Biochimica et Biophysica Acta (Impact Factor: 4.66). 05/2009; 1787(4):221-33. DOI: 10.1016/j.bbabio.2009.01.002
Source: PubMed


The CuB metal center is at the core of the active site of the heme-copper oxidases, comprising a copper atom ligating three histidine residues one of which is covalently bonded to a tyrosine residue. Using quantum chemical methodology, we have studied the CuB site in several redox and ligand states proposed to be intermediates of the catalytic cycle. The importance of the His-Tyr crosslink was investigated by comparing energetics, charge, and spin distributions between systems with and without the crosslink.
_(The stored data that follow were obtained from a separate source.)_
//! End-to-end CLI tests for `dtscompat`.
//!
//! Exercises the built binary exactly as a user would: two `.d.ts` files on
//! disk, real process spawn, assertions on stdout/stderr/exit code.

use assert_cmd::cargo::cargo_bin_cmd;
use assert_cmd::Command;
use predicates::prelude::*;
use std::io::Write;
use tempfile::NamedTempFile;

fn dtscompat() -> Command {
    cargo_bin_cmd!("dtscompat")
}

fn write_dts(contents: &str) -> NamedTempFile {
    let mut file = NamedTempFile::with_suffix(".d.ts").expect("create temp file");
    file.write_all(contents.as_bytes()).expect("write temp file");
    file
}

mod cli_basics {
    use super::*;

    #[test]
    fn shows_help() {
        dtscompat()
            .arg("--help")
            .assert()
            .success()
            .stdout(predicate::str::contains("dtscompat"))
            .stdout(predicate::str::contains("--policy"));
    }

    #[test]
    fn rejects_wrong_argument_count() {
        let old = write_dts("export declare function f(): void;");
        dtscompat()
            .arg(old.path())
            .assert()
            .failure()
            .code(2)
            .stderr(predicate::str::contains("[dtscompat][error]"));
    }

    #[test]
    fn missing_file_is_a_hard_error() {
        dtscompat()
            .arg("does-not-exist-old.d.ts")
            .arg("does-not-exist-new.d.ts")
            .assert()
            .failure()
            .code(2)
            .stderr(predicate::str::contains("[dtscompat][error]"))
            .stderr(predicate::str::contains("[dtscompat][hint]"));
    }
}

mod exit_codes {
    use super::*;

    #[test]
    fn identical_files_exit_zero() {
        let old = write_dts("export declare function f(x: string): void;");
        let new = write_dts("export declare function f(x: string): void;");
        dtscompat()
            .arg(old.path())
            .arg(new.path())
            .assert()
            .success()
            .stdout(predicate::str::contains("Overall release type: none"));
    }

    #[test]
    fn added_required_parameter_exits_one() {
        let old = write_dts("export declare function f(x: string): void;");
        let new = write_dts("export declare function f(x: string, y: number): void;");
        dtscompat()
            .arg(old.path())
            .arg(new.path())
            .assert()
            .code(1)
            .stdout(predicate::str::contains("Overall release type: major"));
    }

    #[test]
    fn removed_symbol_exits_one() {
        let old = write_dts("export declare function f(): void;\nexport declare function g(): void;");
        let new = write_dts("export declare function f(): void;");
        dtscompat()
            .arg(old.path())
            .arg(new.path())
            .assert()
            .code(1)
            .stdout(predicate::str::contains("Breaking:"));
    }

    #[test]
    fn added_optional_parameter_is_minor_and_exits_zero() {
        let old = write_dts("export declare function f(x: string): void;");
        let new = write_dts("export declare function f(x: string, y?: number): void;");
        dtscompat()
            .arg(old.path())
            .arg(new.path())
            .assert()
            .success()
            .stdout(predicate::str::contains("Overall release type: minor"));
    }
}

mod policies {
    use super::*;

    #[test]
    fn unknown_policy_is_a_usage_error() {
        let old = write_dts("export declare function f(): void;");
        let new = write_dts("export declare function f(): void;");
        dtscompat()
            .args(["--policy", "nonsense"])
            .arg(old.path())
            .arg(new.path())
            .assert()
            .failure()
            .code(2)
            .stderr(predicate::str::contains("unknown policy"));
    }

    #[test]
    fn read_only_policy_can_be_selected() {
        let old = write_dts("export declare function f(x: string): void;");
        let new = write_dts("export declare function f(x: string, y: number): void;");
        dtscompat()
            .args(["--policy", "read-only"])
            .arg(old.path())
            .arg(new.path())
            .assert()
            .success();
    }
}

mod output_formats {
    use super::*;

    #[test]
    fn json_output_is_valid_json_with_expected_shape() {
        let old = write_dts("export declare function f(): void;");
        let new = write_dts("export declare function f(x: string): void;");
        let output = dtscompat()
            .args(["--json"])
            .arg(old.path())
            .arg(new.path())
            .output()
            .expect("run dtscompat");

        assert!(output.status.code() == Some(1) || output.status.code() == Some(0));
        let parsed: serde_json::Value =
            serde_json::from_slice(&output.stdout).expect("stdout is valid JSON");
        assert!(parsed.get("release_type").is_some());
        assert!(parsed.get("changes_by_impact").is_some());
        assert!(parsed.get("stats").is_some());
    }

    #[test]
    fn custom_filenames_appear_in_text_report() {
        let old = write_dts("export declare function f(): void;");
        let new = write_dts("export declare function f(x: string): void;");
        dtscompat()
            .args(["--old-filename", "v1.d.ts", "--new-filename", "v2.d.ts"])
            .arg(old.path())
            .arg(new.path())
            .assert()
            .stdout(predicate::str::contains("f"));
    }
}

mod library_resolution {
    use super::*;
    use std::fs;

    #[test]
    fn lib_dir_resolves_an_unresolved_type_reference() {
        let dir = tempfile::tempdir().expect("create temp dir");
        fs::write(
            dir.path().join("shared.d.ts"),
            "export interface Shared { a: string; }",
        )
        .expect("write shared.d.ts");

        let old = write_dts(
            "import { Shared } from './shared';\nexport declare function f(): Shared;",
        );
        let new = write_dts(
            "import { Shared } from './shared';\nexport declare function f(): Shared;",
        );

        dtscompat()
            .args(["--lib-dir"])
            .arg(dir.path())
            .arg(old.path())
            .arg(new.path())
            .assert()
            .success();
    }
}
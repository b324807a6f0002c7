//! Typed errors for the narrow set of hard failures the library can raise.
//!
//! Everything else — per-symbol parse failures, subtype-oracle failures —
//! is a *soft* error per spec §7: it is collected as a `String` into a
//! snapshot's `parse_errors` or the differ's error sequence and never
//! surfaces as an `Err`. `CoreError` exists only for the handful of
//! operations (library-file resolution) that can genuinely fail outright.

use std::path::PathBuf;

use thiserror::Error;

/// Hard failure surfaced by the library.
#[derive(Debug, Error)]
pub enum CoreError {
    /// A [`crate::parser::resolver::LibraryFileResolver`] failed to read a
    /// library file it had promised to supply.
    #[error("failed to read library file {path}: {source}")]
    LibraryFile {
        path: PathBuf,
        #[source]
        source: std::io::Error,
    },

    /// Generic I/O failure (used by the CLI layer when loading source files).
    #[error("I/O error: {0}")]
    Io(#[from] std::io::Error),
}
//! The public entry point (spec §6): `compare(CompareOptions) -> Report`.
//!
//! Mirrors the teacher's `handle_diff_command` (`src/cli/dispatch/handlers/
//! diff.rs`) at the shape level — load two snapshots, hand them to a pure
//! comparison function, branch only on how the result is reported — but
//! generalized from file-backed snapshots on disk to two in-memory source
//! strings, since the core has no project tree to walk (spec §5).

use crate::differ;
use crate::parser;
use crate::parser::resolver::LibraryFileResolver;
use crate::policy::builtin::DefaultPolicy;
use crate::policy::Policy;
use crate::types::Report;

/// Input to [`compare`]. Only `old_source` and `new_source` are required;
/// everything else has a spec-mandated default.
pub struct CompareOptions<'a> {
    pub old_source: String,
    pub new_source: String,
    pub old_filename: String,
    pub new_filename: String,
    /// Defaults to [`DefaultPolicy`] when left `None`.
    pub policy: Option<&'a dyn Policy>,
    pub library_file_resolver: Option<&'a dyn LibraryFileResolver>,
}

impl<'a> CompareOptions<'a> {
    /// Build options from just the two required source strings; every
    /// other field takes its spec default (`"old.d.ts"` / `"new.d.ts"`,
    /// the default policy, no library-file resolver).
    pub fn new(old_source: impl Into<String>, new_source: impl Into<String>) -> Self {
        Self {
            old_source: old_source.into(),
            new_source: new_source.into(),
            old_filename: "old.d.ts".to_string(),
            new_filename: "new.d.ts".to_string(),
            policy: None,
            library_file_resolver: None,
        }
    }

    pub fn with_filenames(mut self, old_filename: impl Into<String>, new_filename: impl Into<String>) -> Self {
        self.old_filename = old_filename.into();
        self.new_filename = new_filename.into();
        self
    }

    pub fn with_policy(mut self, policy: &'a dyn Policy) -> Self {
        self.policy = Some(policy);
        self
    }

    pub fn with_library_file_resolver(mut self, resolver: &'a dyn LibraryFileResolver) -> Self {
        self.library_file_resolver = Some(resolver);
        self
    }
}

/// Compare two `.d.ts` source strings and produce a [`Report`].
///
/// Creates two fully independent parser snapshots, diffs them, classifies
/// every change with `options.policy` (or [`DefaultPolicy`]), and drops
/// both snapshots on return (spec §5) — nothing from this call outlives
/// the returned `Report`, which holds only owned strings.
///
/// Never fails for input that tokenizes at all: parse and oracle failures
/// are soft errors collected into `Report::warnings` (spec §7).
pub fn compare(options: CompareOptions<'_>) -> Report {
    let old_snapshot = parser::parse_with_resolver(
        &options.old_source,
        &options.old_filename,
        options.library_file_resolver,
    );
    let new_snapshot = parser::parse_with_resolver(
        &options.new_source,
        &options.new_filename,
        options.library_file_resolver,
    );

    let mut warnings = old_snapshot.parse_errors.clone();
    warnings.extend(new_snapshot.parse_errors.clone());

    let changes = differ::diff(&old_snapshot, &new_snapshot);

    let policy: &dyn Policy = options.policy.unwrap_or(&DefaultPolicy);

    crate::classify::classify(
        changes,
        policy,
        &old_snapshot.symbols,
        &new_snapshot.symbols,
        old_snapshot.symbols.len(),
        new_snapshot.symbols.len(),
        options.old_filename,
        options.new_filename,
        warnings,
    )
}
The His-Tyr bond was shown to decrease the proton affinity and increase the electron affinity of both Tyr-244 and the copper. A previously unnoticed internal electronic equilibrium between the copper atom and the tyrosine was observed, which seems to be coupled to the unique structure of the system. In certain states the copper and Tyr-244 compete for the unpaired electron, the localization of which is determined by the oxygenous ligand of the copper. This electronic equilibrium was found to be sensitive to the presence of a positive charge 10 A away from the center, simulating the effect of Lys-319 in the K-pathway of proton transfer. The combined results provide an explanation for why the heme-copper oxidases need two pathways of proton uptake, and why the K-pathway is active only in the second half of the reaction cycle.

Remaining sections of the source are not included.